Après la panne géante qui a frappé l’Espagne et le Portugal, les autorités ont éliminé l’hypothèse d’une cyberattaque : aucun signe d’intrusion n’a été détecté dans les systèmes de contrôle du réseau, indique REE. Reste à comprendre comment un simple déclenchement de disjoncteurs sur une ligne d’échange a pu se transformer en blackout national.
L’effet domino des énergies intermittentes
Au moment de la coupure, l’Espagne exportait un surplus de solaire vers la France et le Portugal. Quand la ligne d’échange s’est interrompue, l’équilibre offre-demande s’est brutalement rompu, provoquant des disjonctions en cascade. Les renouvelables, saluées pour leur zéro-carbone, montrent ici leurs limites : un réseau mal conçu pour absorber un pic de production intermittente devient un champ de mines électrique.
Un imbroglio de responsabilités
Derrière cet incident, se cachent une mosaïque d’acteurs : gestionnaires de réseau, producteurs d’énergies vertes, régulateurs et même États voisins.
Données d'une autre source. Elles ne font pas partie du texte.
//! Ranking categories by cumulative spend.

use rust_decimal::Decimal;
use serde::{Deserialize, Serialize};

use crate::aggregate::CategoryTotals;

#[derive(Debug, Clone, PartialEq, Serialize, Deserialize)]
pub struct RankedCategory {
    pub label: String,
    pub total: Decimal,
}

/// Categories ordered by total, highest first. Order among equal totals is
/// unspecified.
#[derive(Debug, Clone, Default, PartialEq, Serialize, Deserialize)]
pub struct RankedList {
    entries: Vec<RankedCategory>,
}

impl RankedList {
    pub fn entries(&self) -> &[RankedCategory] {
        &self.entries
    }

    pub fn labels(&self) -> impl Iterator<Item = &str> {
        self.entries.iter().map(|e| e.label.as_str())
    }

    pub fn len(&self) -> usize {
        self.entries.len()
    }

    pub fn is_empty(&self) -> bool {
        self.entries.is_empty()
    }
}

/// Snapshot `totals` into a list sorted by total descending.
pub fn rank(totals: &CategoryTotals) -> RankedList {
    let mut entries: Vec<RankedCategory> = totals
        .iter()
        .map(|(label, total)| RankedCategory {
            label: label.to_string(),
            total,
        })
        .collect();

    entries.sort_by(|a, b| b.total.cmp(&a.total));
    RankedList { entries }
}
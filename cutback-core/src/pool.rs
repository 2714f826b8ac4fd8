//! High-spend pool selection.

use serde::{Deserialize, Serialize};

use crate::categorizer::contains_any;
use crate::rank::RankedList;

/// Top-ranked labels eligible for sampling
#[derive(Debug, Clone, Default, PartialEq, Eq, Serialize, Deserialize)]
pub struct Pool {
    labels: Vec<String>,
}

impl Pool {
    pub fn labels(&self) -> &[String] {
        &self.labels
    }

    pub fn len(&self) -> usize {
        self.labels.len()
    }

    pub fn is_empty(&self) -> bool {
        self.labels.is_empty()
    }
}

/// Take up to `pool_size` labels in rank order, skipping any label that
/// contains one of `exclusions`.
///
/// Returns fewer than `pool_size` labels when the ranked list runs out.
pub fn select_pool(ranked: &RankedList, pool_size: usize, exclusions: &[String]) -> Pool {
    let labels = ranked
        .labels()
        .filter(|label| !contains_any(label, exclusions))
        .take(pool_size)
        .map(str::to_string)
        .collect();
    Pool { labels }
}
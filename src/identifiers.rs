//! Identifier kinds of the DICOM hierarchy and the levels of a DICOMweb path.

use std::collections::BTreeMap;
use std::fmt::Display;
use std::str::FromStr;

use serde::{Deserialize, Serialize};

/// A kind of identifier in the DICOM hierarchy.
///
/// Variants are declared from shallowest to deepest, so the derived [Ord]
/// is the hierarchy order.
#[derive(Debug, Clone, Copy, PartialEq, Eq, PartialOrd, Ord, Hash, Serialize, Deserialize)]
pub enum IdentifierKind {
    #[serde(rename = "study_id")]
    Study,
    #[serde(rename = "series_id")]
    Series,
    #[serde(rename = "instance_id")]
    Instance,
    #[serde(rename = "frame_id")]
    Frame,
}

impl IdentifierKind {
    /// All kinds, shallowest first.
    pub const ALL: [IdentifierKind; 4] = [Self::Study, Self::Series, Self::Instance, Self::Frame];

    /// The path segment which precedes a value of this kind, e.g. `studies`.
    pub fn path_segment(self) -> &'static str {
        self.level().as_str()
    }

    /// The level of a path which ends in a value of this kind.
    pub fn level(self) -> Level {
        match self {
            Self::Study => Level::Studies,
            Self::Series => Level::Series,
            Self::Instance => Level::Instances,
            Self::Frame => Level::Frames,
        }
    }
}

impl Display for IdentifierKind {
    fn fmt(&self, f: &mut std::fmt::Formatter<'_>) -> std::fmt::Result {
        f.write_str(match self {
            Self::Study => "study",
            Self::Series => "series",
            Self::Instance => "instance",
            Self::Frame => "frame",
        })
    }
}

/// The deepest identifier kind present, or [Level::Root] if there are none.
#[derive(Debug, Clone, Copy, PartialEq, Eq, Hash, Serialize)]
#[serde(rename_all = "lowercase")]
pub enum Level {
    Root,
    Studies,
    Series,
    Instances,
    Frames,
}

impl Level {
    pub fn as_str(self) -> &'static str {
        match self {
            Self::Root => "root",
            Self::Studies => "studies",
            Self::Series => "series",
            Self::Instances => "instances",
            Self::Frames => "frames",
        }
    }
}

impl Display for Level {
    fn fmt(&self, f: &mut std::fmt::Formatter<'_>) -> std::fmt::Result {
        f.write_str(self.as_str())
    }
}

#[derive(thiserror::Error, Debug, PartialEq, Eq)]
#[error("unknown level name: \"{0}\"")]
pub struct UnknownLevel(pub String);

impl FromStr for Level {
    type Err = UnknownLevel;

    fn from_str(s: &str) -> Result<Self, Self::Err> {
        match s {
            "root" => Ok(Self::Root),
            "studies" => Ok(Self::Studies),
            "series" => Ok(Self::Series),
            "instances" => Ok(Self::Instances),
            "frames" => Ok(Self::Frames),
            _ => Err(UnknownLevel(s.to_string())),
        }
    }
}

/// Identifier values keyed by [IdentifierKind], iterated in hierarchy order.
///
/// Values are opaque (usually UIDs, or a frame number) and are not validated.
/// Maps decoded from a path always hold a prefix of
/// `[study, series, instance, frame]`; maps assembled by hand might not,
/// see [IdentifierMap::is_hierarchical].
#[derive(Debug, Clone, Default, PartialEq, Eq, Serialize, Deserialize)]
#[serde(transparent)]
pub struct IdentifierMap(BTreeMap<IdentifierKind, String>);

impl IdentifierMap {
    pub fn new() -> Self {
        Self::default()
    }

    pub fn insert(&mut self, kind: IdentifierKind, value: impl Into<String>) -> Option<String> {
        self.0.insert(kind, value.into())
    }

    pub fn get(&self, kind: IdentifierKind) -> Option<&str> {
        self.0.get(&kind).map(String::as_str)
    }

    pub fn contains(&self, kind: IdentifierKind) -> bool {
        self.0.contains_key(&kind)
    }

    pub fn is_empty(&self) -> bool {
        self.0.is_empty()
    }

    pub fn len(&self) -> usize {
        self.0.len()
    }

    pub fn iter(&self) -> impl Iterator<Item = (IdentifierKind, &str)> {
        self.0.iter().map(|(k, v)| (*k, v.as_str()))
    }

    /// Whether the present kinds form a prefix of `[study, series, instance, frame]`,
    /// i.e. no kind is present without all of its ancestors.
    pub fn is_hierarchical(&self) -> bool {
        IdentifierKind::ALL
            .iter()
            .take(self.0.len())
            .all(|kind| self.0.contains_key(kind))
    }
}

impl<V: Into<String>> FromIterator<(IdentifierKind, V)> for IdentifierMap {
    fn from_iter<T: IntoIterator<Item = (IdentifierKind, V)>>(iter: T) -> Self {
        Self(iter.into_iter().map(|(k, v)| (k, v.into())).collect())
    }
}

impl<V: Into<String>, const N: usize> From<[(IdentifierKind, V); N]> for IdentifierMap {
    fn from(value: [(IdentifierKind, V); N]) -> Self {
        value.into_iter().collect()
    }
}

#[cfg(test)]
mod tests {
    use super::*;
    use rstest::*;

    use IdentifierKind::*;

    #[rstest]
    #[case(Study, "studies")]
    #[case(Series, "series")]
    #[case(Instance, "instances")]
    #[case(Frame, "frames")]
    fn test_path_segment(#[case] kind: IdentifierKind, #[case] expected: &str) {
        assert_eq!(kind.path_segment(), expected);
        assert_eq!(expected.parse::<Level>().unwrap(), kind.level());
    }

    #[test]
    fn test_parse_unknown_level() {
        assert_eq!("asdf".parse::<Level>(), Err(UnknownLevel("asdf".to_string())));
        assert_eq!("root".parse::<Level>(), Ok(Level::Root));
    }

    #[test]
    fn test_iterates_in_hierarchy_order() {
        let ids = IdentifierMap::from([(Frame, "4"), (Study, "1"), (Instance, "3"), (Series, "2")]);
        let kinds: Vec<_> = ids.iter().map(|(k, _)| k).collect();
        assert_eq!(kinds, IdentifierKind::ALL);
    }

    #[rstest]
    #[case(IdentifierMap::new(), true)]
    #[case(IdentifierMap::from([(Study, "1")]), true)]
    #[case(IdentifierMap::from([(Study, "1"), (Series, "2"), (Instance, "3")]), true)]
    #[case(IdentifierMap::from([(Frame, "4")]), false)]
    #[case(IdentifierMap::from([(Study, "1"), (Instance, "3")]), false)]
    fn test_is_hierarchical(#[case] ids: IdentifierMap, #[case] expected: bool) {
        assert_eq!(ids.is_hierarchical(), expected)
    }

    #[test]
    fn test_serialize_with_id_keys() {
        let ids = IdentifierMap::from([(Study, "1"), (Series, "2")]);
        let actual = serde_json::to_value(&ids).unwrap();
        assert_eq!(actual, serde_json::json!({"study_id": "1", "series_id": "2"}));
    }
}
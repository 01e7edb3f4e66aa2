use camino::Utf8PathBuf;

use crate::error::DicomwebPathError;
use crate::identifiers::{IdentifierKind, IdentifierMap};

/// Default directory under which DICOM instances are stored.
pub const DEFAULT_BASE_DIR: &str = "./";

/// Where a DICOM instance is stored: `<base>/<study>/<series>/<instance>`.
#[derive(Debug, Clone, PartialEq, Eq)]
pub struct FilesystemLocation {
    /// Series directory, always ending in `/`.
    pub dir: Utf8PathBuf,
    /// Instance file name.
    pub filename: String,
}

impl FilesystemLocation {
    pub fn full_path(&self) -> Utf8PathBuf {
        self.dir.join(&self.filename)
    }
}

/// Compute the storage location of the instance identified by `ids`.
///
/// Study, series and instance IDs are required. Nothing is read from or
/// written to the filesystem.
pub fn filesystem_path_from_identifiers(
    ids: &IdentifierMap,
    base_dir: &str,
) -> Result<FilesystemLocation, DicomwebPathError> {
    let study = required(ids, IdentifierKind::Study)?;
    let series = required(ids, IdentifierKind::Series)?;
    let filename = required(ids, IdentifierKind::Instance)?.to_string();
    let sep = if base_dir.ends_with('/') { "" } else { "/" };
    let dir = Utf8PathBuf::from(format!("{base_dir}{sep}{study}/{series}/"));
    tracing::trace!(%dir, %filename, "filesystem location");
    Ok(FilesystemLocation { dir, filename })
}

fn required(ids: &IdentifierMap, kind: IdentifierKind) -> Result<&str, DicomwebPathError> {
    ids.get(kind).ok_or(DicomwebPathError::MissingKey(kind))
}
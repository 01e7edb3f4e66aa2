use camino::Utf8PathBuf;
use clap::{Parser, Subcommand};
use tracing_subscriber::EnvFilter;
use tracing_subscriber::filter::LevelFilter;

use dicomweb_path::{
    DicomJson, IdentifierKind, IdentifierMap, Settings, filesystem_path_from_identifiers,
    identifiers_from_path, ids_from_json, level_from_identifiers, path_from_identifiers,
    pretty_format, validate_host_str, DICOM_XML_CONTENT_TYPE,
};

#[derive(Parser)]
#[command(version, about)]
struct Cli {
    /// Print debug logs
    #[arg(short, long)]
    verbose: bool,

    #[command(subcommand)]
    command: Command,
}

#[derive(Subcommand)]
enum Command {
    /// Print the identifiers of a DICOMweb path as JSON
    Ids { path: String },
    /// Print the DICOMweb path of the given identifiers
    Path {
        #[arg(long)]
        study: Option<String>,
        #[arg(long)]
        series: Option<String>,
        #[arg(long)]
        instance: Option<String>,
        #[arg(long)]
        frame: Option<String>,
    },
    /// Print the level of a DICOMweb path
    Level { path: String },
    /// Print where the instance of a DICOMweb path is stored
    Fs {
        path: String,
        /// Storage root, overrides DICOMWEB_PATH_FILES_ROOT
        #[arg(long)]
        base_dir: Option<Utf8PathBuf>,
    },
    /// Validate a DICOMweb server URL, defaults to DICOMWEB_PATH_HOST
    Host { url: Option<String> },
    /// Print the DICOMweb path of the instance described by a DICOM JSON file
    Tags { file: Utf8PathBuf },
    /// Pretty-print a response body
    Pretty {
        file: Utf8PathBuf,
        #[arg(long, default_value = DICOM_XML_CONTENT_TYPE)]
        content_type: String,
    },
}

fn main() -> anyhow::Result<()> {
    let cli = Cli::parse();
    let settings = Settings::from_env()?;
    let level = if cli.verbose || settings.verbose {
        LevelFilter::DEBUG
    } else {
        LevelFilter::INFO
    };
    tracing::subscriber::set_global_default(
        tracing_subscriber::FmtSubscriber::builder()
            .with_env_filter(
                EnvFilter::builder()
                    .with_default_directive(level.into())
                    .from_env_lossy(),
            )
            .with_writer(std::io::stderr)
            .finish(),
    )
    .unwrap_or_else(|e| eprintln!("Could not set up global logger: {e}"));

    match cli.command {
        Command::Ids { path } => {
            let ids = identifiers_from_path(&path)?;
            println!("{}", serde_json::to_string(&ids)?);
        }
        Command::Path {
            study,
            series,
            instance,
            frame,
        } => {
            let ids: IdentifierMap = [
                (IdentifierKind::Study, study),
                (IdentifierKind::Series, series),
                (IdentifierKind::Instance, instance),
                (IdentifierKind::Frame, frame),
            ]
            .into_iter()
            .filter_map(|(kind, value)| value.map(|v| (kind, v)))
            .collect();
            if !ids.is_hierarchical() {
                tracing::warn!(?ids, "identifiers are not a prefix of study/series/instance/frame");
            }
            println!("{}", path_from_identifiers(&ids));
        }
        Command::Level { path } => {
            let ids = identifiers_from_path(&path)?;
            println!("{}", level_from_identifiers(&ids));
        }
        Command::Fs { path, base_dir } => {
            let ids = identifiers_from_path(&path)?;
            let base_dir = base_dir.unwrap_or(settings.files_root);
            let location = filesystem_path_from_identifiers(&ids, base_dir.as_str())?;
            println!("{}", location.full_path());
        }
        Command::Host { url } => {
            let url = url
                .or(settings.host)
                .ok_or_else(|| anyhow::anyhow!("no URL given and DICOMWEB_PATH_HOST is not set"))?;
            println!("{}", validate_host_str(&url)?);
        }
        Command::Tags { file } => {
            let content = fs_err::read_to_string(&file)?;
            let dcm: DicomJson = serde_json::from_str(&content)?;
            let ids = ids_from_json(&dcm)?;
            println!("{}", path_from_identifiers(&ids));
        }
        Command::Pretty { file, content_type } => {
            let body = fs_err::read_to_string(&file)?;
            println!("{}", pretty_format(&body, &content_type)?);
        }
    }
    Ok(())
}
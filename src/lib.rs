//! Translation between DICOMweb URL paths (`/studies/<uid>/series/<uid>/...`)
//! and the study, series, instance and frame identifiers they contain.

mod config;
mod dicom_json;
mod error;
mod filesystem;
mod host;
mod identifiers;
mod path_codec;
mod pretty;

pub use config::Settings;
pub use dicom_json::{
    DicomJson, INSTANCE_TAG, SERIES_TAG, STUDY_TAG, get_dicom_tag, ids_from_json, tag_key,
};
pub use error::{DicomwebPathError, MissingRequiredTag};
pub use filesystem::{DEFAULT_BASE_DIR, FilesystemLocation, filesystem_path_from_identifiers};
pub use host::{HostUrl, validate_host_str};
pub use identifiers::{IdentifierKind, IdentifierMap, Level, UnknownLevel};
pub use path_codec::{identifiers_from_path, level_from_identifiers, path_from_identifiers, validate_path};
pub use pretty::{DICOM_XML_CONTENT_TYPE, pretty_format, pretty_xml};
//! Conversion between DICOMweb paths and [IdentifierMap].
//!
//! A path looks like `/studies/<uid>/series/<uid>/instances/<uid>/frames/<n>`,
//! truncated after any value.

use crate::error::DicomwebPathError;
use crate::identifiers::{IdentifierKind, IdentifierMap, Level};

const SEPARATOR: char = '/';

/// Check that `path` is a DICOMweb path, returning it without one leading
/// and one trailing `/`.
///
/// The empty string is valid. Otherwise the path must have an even number
/// of at least 2 segments, the second-to-last of which is a level name.
///
/// Only one slash is stripped from each end, so `//a/studies/1` validates to
/// `/a/studies/1`, which itself does not validate.
pub fn validate_path(path: &str) -> Result<&str, DicomwebPathError> {
    if path.is_empty() {
        return Ok(path);
    }
    let trimmed = path.strip_prefix(SEPARATOR).unwrap_or(path);
    let trimmed = trimmed.strip_suffix(SEPARATOR).unwrap_or(trimmed);
    let segments: Vec<&str> = trimmed.split(SEPARATOR).collect();
    let n = segments.len();
    if n < 2 || n % 2 != 0 || segments[n - 2].parse::<Level>().is_err() {
        return Err(DicomwebPathError::InvalidPath(path.to_string()));
    }
    Ok(trimmed)
}

/// Parse the identifiers out of a DICOMweb path.
///
/// Values are taken by position: the level names before them are not
/// compared against the kind expected at that depth.
pub fn identifiers_from_path(path: &str) -> Result<IdentifierMap, DicomwebPathError> {
    let path = validate_path(path)?;
    let ids: IdentifierMap = path
        .split(SEPARATOR)
        .skip(1)
        .step_by(2)
        .zip(IdentifierKind::ALL)
        .map(|(value, kind)| (kind, value))
        .collect();
    tracing::trace!(path, ?ids, "parsed identifiers");
    Ok(ids)
}

/// Produce the DICOMweb path for the given identifiers.
///
/// Every present kind is written in hierarchy order, whether or not its
/// ancestors are present.
pub fn path_from_identifiers(ids: &IdentifierMap) -> String {
    ids.iter()
        .map(|(kind, value)| format!("{SEPARATOR}{}{SEPARATOR}{value}", kind.path_segment()))
        .collect()
}

/// The level of the deepest identifier present.
pub fn level_from_identifiers(ids: &IdentifierMap) -> Level {
    ids.iter()
        .last()
        .map(|(kind, _)| kind.level())
        .unwrap_or(Level::Root)
}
Le blocage automatique des interconnexions côté français pourrait avoir aggravé la situation espagnole, tandis que les exploitants locaux, submergés par les alarmes, n’ont pas su juguler la réaction-à-chaîne. Avec les coûts financiers colossaux en jeu, chacun a intérêt à reporter la faute à un autre, d’autant que l’hypothèse du hacking, encore ouverte par la justice, sert de paravent commode pour brouiller les pistes. Dans ce dossier complexe, où se mêlent choix politiques, investissements techniques et règlementations européennes, la traque des coupables risque de s’étirer sur des mois, sinon des années.